Across the country, transport fares have gone up by over 100 per cent with the attendant multi-plier effects on cost of goods and services as fuel sell for between N138 to N250 per litre.
The imminent war can be averted by any of these two improbable moves: the Federal Government reverts to the Pre-January 1 fuel price of N65 per litre or Labour, on its own, shelves the strike and continues negotiations with the authorities as requested by the government.
Since none of these options is likely, as of now, the question is: who blinks first in the show of strength between Government and Organised Labour in the next 48 hours?
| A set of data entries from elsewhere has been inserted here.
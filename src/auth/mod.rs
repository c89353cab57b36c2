//! Accounts and session tokens
//!
//! Credentials are PBKDF2-hashed with a per-user salt. Sessions are
//! HS256 JWTs signed with the configured secret; no third-party identity
//! provider is involved.

use crate::error::{LockboxError, Result};
use crate::store::StateStore;
use base64::{engine::general_purpose::URL_SAFE_NO_PAD as BASE64URL, Engine};
use chrono::{DateTime, Utc};
use hmac::{Hmac, Mac};
use pbkdf2::pbkdf2_hmac;
use rand::RngCore;
use serde::{Deserialize, Serialize};
use sha2::Sha256;
use std::sync::Arc;
use tokio::sync::Mutex;
use uuid::Uuid;

type HmacSha256 = Hmac<Sha256>;

const PBKDF2_ROUNDS: u32 = 100_000;
const SALT_LEN: usize = 16;

/// Stored account record
#[derive(Debug, Clone, Serialize, Deserialize)]
#[serde(rename_all = "camelCase")]
pub struct User {
    pub id: Uuid,
    pub email: String,
    pub password_hash: String,
    pub salt: String,
    pub created_at: DateTime<Utc>,
}

/// Public view of an account, safe to return to clients
#[derive(Debug, Clone, Serialize, Deserialize)]
#[serde(rename_all = "camelCase")]
pub struct UserProfile {
    pub id: Uuid,
    pub email: String,
    pub created_at: DateTime<Utc>,
}

impl User {
    pub fn profile(&self) -> UserProfile {
        UserProfile {
            id: self.id,
            email: self.email.clone(),
            created_at: self.created_at,
        }
    }
}

/// PBKDF2-SHA256 a password under a fresh random salt.
/// Returns (hash, salt), both hex encoded.
pub fn hash_password(password: &str) -> (String, String) {
    let mut salt = [0u8; SALT_LEN];
    rand::thread_rng().fill_bytes(&mut salt);

    let mut hash = [0u8; 32];
    pbkdf2_hmac::<Sha256>(password.as_bytes(), &salt, PBKDF2_ROUNDS, &mut hash);

    (hex::encode(hash), hex::encode(salt))
}

pub fn verify_password(password: &str, salt_hex: &str, hash_hex: &str) -> bool {
    let Ok(salt) = hex::decode(salt_hex) else {
        return false;
    };
    let Ok(expected) = hex::decode(hash_hex) else {
        return false;
    };

    let mut hash = [0u8; 32];
    pbkdf2_hmac::<Sha256>(password.as_bytes(), &salt, PBKDF2_ROUNDS, &mut hash);
    hash.as_slice() == expected.as_slice()
}

#[derive(Debug, Clone, Serialize, Deserialize)]
pub struct TokenClaims {
    pub sub: Uuid,
    pub email: String,
    pub exp: i64,
}

fn signer(secret: &str) -> Result<HmacSha256> {
    HmacSha256::new_from_slice(secret.as_bytes())
        .map_err(|e| LockboxError::Internal(format!("HMAC init failed: {e}")))
}

/// Mint an HS256 session token for a user
pub fn issue_token(secret: &str, user: &User, ttl_hours: i64) -> Result<String> {
    let claims = TokenClaims {
        sub: user.id,
        email: user.email.clone(),
        exp: (Utc::now() + chrono::Duration::hours(ttl_hours)).timestamp(),
    };

    let header = BASE64URL.encode(br#"{"alg":"HS256","typ":"JWT"}"#);
    let payload = BASE64URL.encode(serde_json::to_vec(&claims)?);
    let message = format!("{header}.{payload}");

    let mut mac = signer(secret)?;
    mac.update(message.as_bytes());
    let signature = BASE64URL.encode(mac.finalize().into_bytes());

    Ok(format!("{message}.{signature}"))
}

/// Check a token's signature and expiry, returning its claims
pub fn verify_token(secret: &str, token: &str) -> Result<TokenClaims> {
    let mut parts = token.split('.');
    let (Some(header), Some(payload), Some(signature), None) =
        (parts.next(), parts.next(), parts.next(), parts.next())
    else {
        return Err(LockboxError::Auth("malformed token".to_string()));
    };

    let signature = BASE64URL
        .decode(signature)
        .map_err(|_| LockboxError::Auth("malformed token".to_string()))?;

    let mut mac = signer(secret)?;
    mac.update(format!("{header}.{payload}").as_bytes());
    mac.verify_slice(&signature)
        .map_err(|_| LockboxError::Auth("invalid token signature".to_string()))?;

    let payload = BASE64URL
        .decode(payload)
        .map_err(|_| LockboxError::Auth("malformed token".to_string()))?;
    let claims: TokenClaims = serde_json::from_slice(&payload)
        .map_err(|_| LockboxError::Auth("malformed token".to_string()))?;

    if claims.exp < Utc::now().timestamp() {
        return Err(LockboxError::Auth("token expired".to_string()));
    }

    Ok(claims)
}

/// Signup, login, and token verification against the shared store
pub struct AuthService {
    store: Arc<dyn StateStore>,
    write_lock: Arc<Mutex<()>>,
    token_secret: String,
    token_ttl_hours: i64,
}

impl AuthService {
    pub fn new(
        store: Arc<dyn StateStore>,
        write_lock: Arc<Mutex<()>>,
        token_secret: String,
        token_ttl_hours: i64,
    ) -> Self {
        Self {
            store,
            write_lock,
            token_secret,
            token_ttl_hours,
        }
    }

    pub async fn signup(&self, email: &str, password: &str) -> Result<(String, UserProfile)> {
        let email = email.trim().to_lowercase();
        if !email.contains('@') {
            return Err(LockboxError::Validation(
                "invalid email address".to_string(),
            ));
        }
        if password.len() < 6 {
            return Err(LockboxError::Validation(
                "password must be at least 6 characters".to_string(),
            ));
        }

        let _guard = self.write_lock.lock().await;
        let mut users = self.store.load_users().await?;
        if users.iter().any(|u| u.email == email) {
            return Err(LockboxError::Validation(
                "email already registered".to_string(),
            ));
        }

        let (password_hash, salt) = hash_password(password);
        let user = User {
            id: Uuid::new_v4(),
            email,
            password_hash,
            salt,
            created_at: Utc::now(),
        };
        users.push(user.clone());
        self.store.save_users(&users).await?;

        let token = issue_token(&self.token_secret, &user, self.token_ttl_hours)?;
        Ok((token, user.profile()))
    }

    pub async fn login(&self, email: &str, password: &str) -> Result<(String, UserProfile)> {
        let email = email.trim().to_lowercase();
        let users = self.store.load_users().await?;

        // same error whether the account is unknown or the password is wrong
        let user = users
            .iter()
            .find(|u| u.email == email)
            .filter(|u| verify_password(password, &u.salt, &u.password_hash))
            .ok_or_else(|| LockboxError::Auth("invalid email or password".to_string()))?;

        let token = issue_token(&self.token_secret, user, self.token_ttl_hours)?;
        Ok((token, user.profile()))
    }

    /// Resolve a bearer token to the profile of a still-registered user
    pub async fn verify(&self, token: &str) -> Result<UserProfile> {
        let claims = verify_token(&self.token_secret, token)?;
        let users = self.store.load_users().await?;
        users
            .iter()
            .find(|u| u.id == claims.sub)
            .map(User::profile)
            .ok_or_else(|| LockboxError::Auth("unknown user".to_string()))
    }
}

#[cfg(test)]
mod tests {
    use super::*;
    use crate::store::MemoryStore;

    fn test_user() -> User {
        let (password_hash, salt) = hash_password("hunter22");
        User {
            id: Uuid::new_v4(),
            email: "fan@example.com".to_string(),
            password_hash,
            salt,
            created_at: Utc::now(),
        }
    }

    fn service() -> AuthService {
        AuthService::new(
            Arc::new(MemoryStore::new()),
            Arc::new(Mutex::new(())),
            "test-secret".to_string(),
            72,
        )
    }

    #[test]
    fn password_hash_round_trip() {
        let (hash, salt) = hash_password("hunter22");
        assert!(verify_password("hunter22", &salt, &hash));
        assert!(!verify_password("hunter23", &salt, &hash));
    }

    #[test]
    fn salts_differ_between_calls() {
        let (hash_a, salt_a) = hash_password("hunter22");
        let (hash_b, salt_b) = hash_password("hunter22");
        assert_ne!(salt_a, salt_b);
        assert_ne!(hash_a, hash_b);
    }

    #[test]
    fn token_round_trip_and_tampering() {
        let user = test_user();
        let token = issue_token("test-secret", &user, 72).unwrap();

        let claims = verify_token("test-secret", &token).unwrap();
        assert_eq!(claims.sub, user.id);
        assert_eq!(claims.email, user.email);

        assert!(verify_token("other-secret", &token).is_err());
        assert!(verify_token("test-secret", &format!("{token}x")).is_err());
        assert!(verify_token("test-secret", "garbage").is_err());
    }

    #[test]
    fn expired_token_is_rejected() {
        let user = test_user();
        let token = issue_token("test-secret", &user, -1).unwrap();
        let err = verify_token("test-secret", &token).unwrap_err();
        assert!(matches!(err, LockboxError::Auth(msg) if msg.contains("expired")));
    }

    #[tokio::test]
    async fn signup_login_verify_flow() {
        let auth = service();

        let (token, profile) = auth.signup("Fan@Example.com ", "hunter22").await.unwrap();
        assert_eq!(profile.email, "fan@example.com");

        let verified = auth.verify(&token).await.unwrap();
        assert_eq!(verified.id, profile.id);

        let (_, again) = auth.login("fan@example.com", "hunter22").await.unwrap();
        assert_eq!(again.id, profile.id);

        let err = auth.login("fan@example.com", "wrong").await.unwrap_err();
        assert!(matches!(err, LockboxError::Auth(_)));
    }

    #[tokio::test]
    async fn duplicate_and_invalid_signups_are_rejected() {
        let auth = service();
        auth.signup("fan@example.com", "hunter22").await.unwrap();

        let err = auth.signup("fan@example.com", "hunter22").await.unwrap_err();
        assert!(matches!(err, LockboxError::Validation(msg) if msg.contains("registered")));

        let err = auth.signup("not-an-email", "hunter22").await.unwrap_err();
        assert!(matches!(err, LockboxError::Validation(_)));

        let err = auth.signup("new@example.com", "short").await.unwrap_err();
        assert!(matches!(err, LockboxError::Validation(msg) if msg.contains("password")));
    }
}
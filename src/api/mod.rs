pub mod auth;
pub mod handlers;
pub mod routes;
pub mod server;
pub mod state;
pub mod types;

pub use routes::create_router;
pub use server::start_api_server;
pub use state::AppState;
Currently, both sides have refused to shift ground. Government is insisting that retention of subsidy is tantamount to digging the country's economic grave while Labour counters that removing subsidy now without fixing the nation's refineries and building new ones among other conditions is equivalent to burying the citizenry, 70 per cent of whom live below the poverty line, alive.
Interestingly, ahead of the showdown, horse-trading, intrigues, claims and counter-claims are in the upswing between both camps, who ironically are claiming to be fighting for the Nigerian people. The government said subsidy removal would save N1.13 trillion that would be invested in critical areas of need such as healthcare, education, transportation, infrastructure, etc, which will within six months begin to impact positively on the lives of the citizenry, who would endure 'short-term' pains.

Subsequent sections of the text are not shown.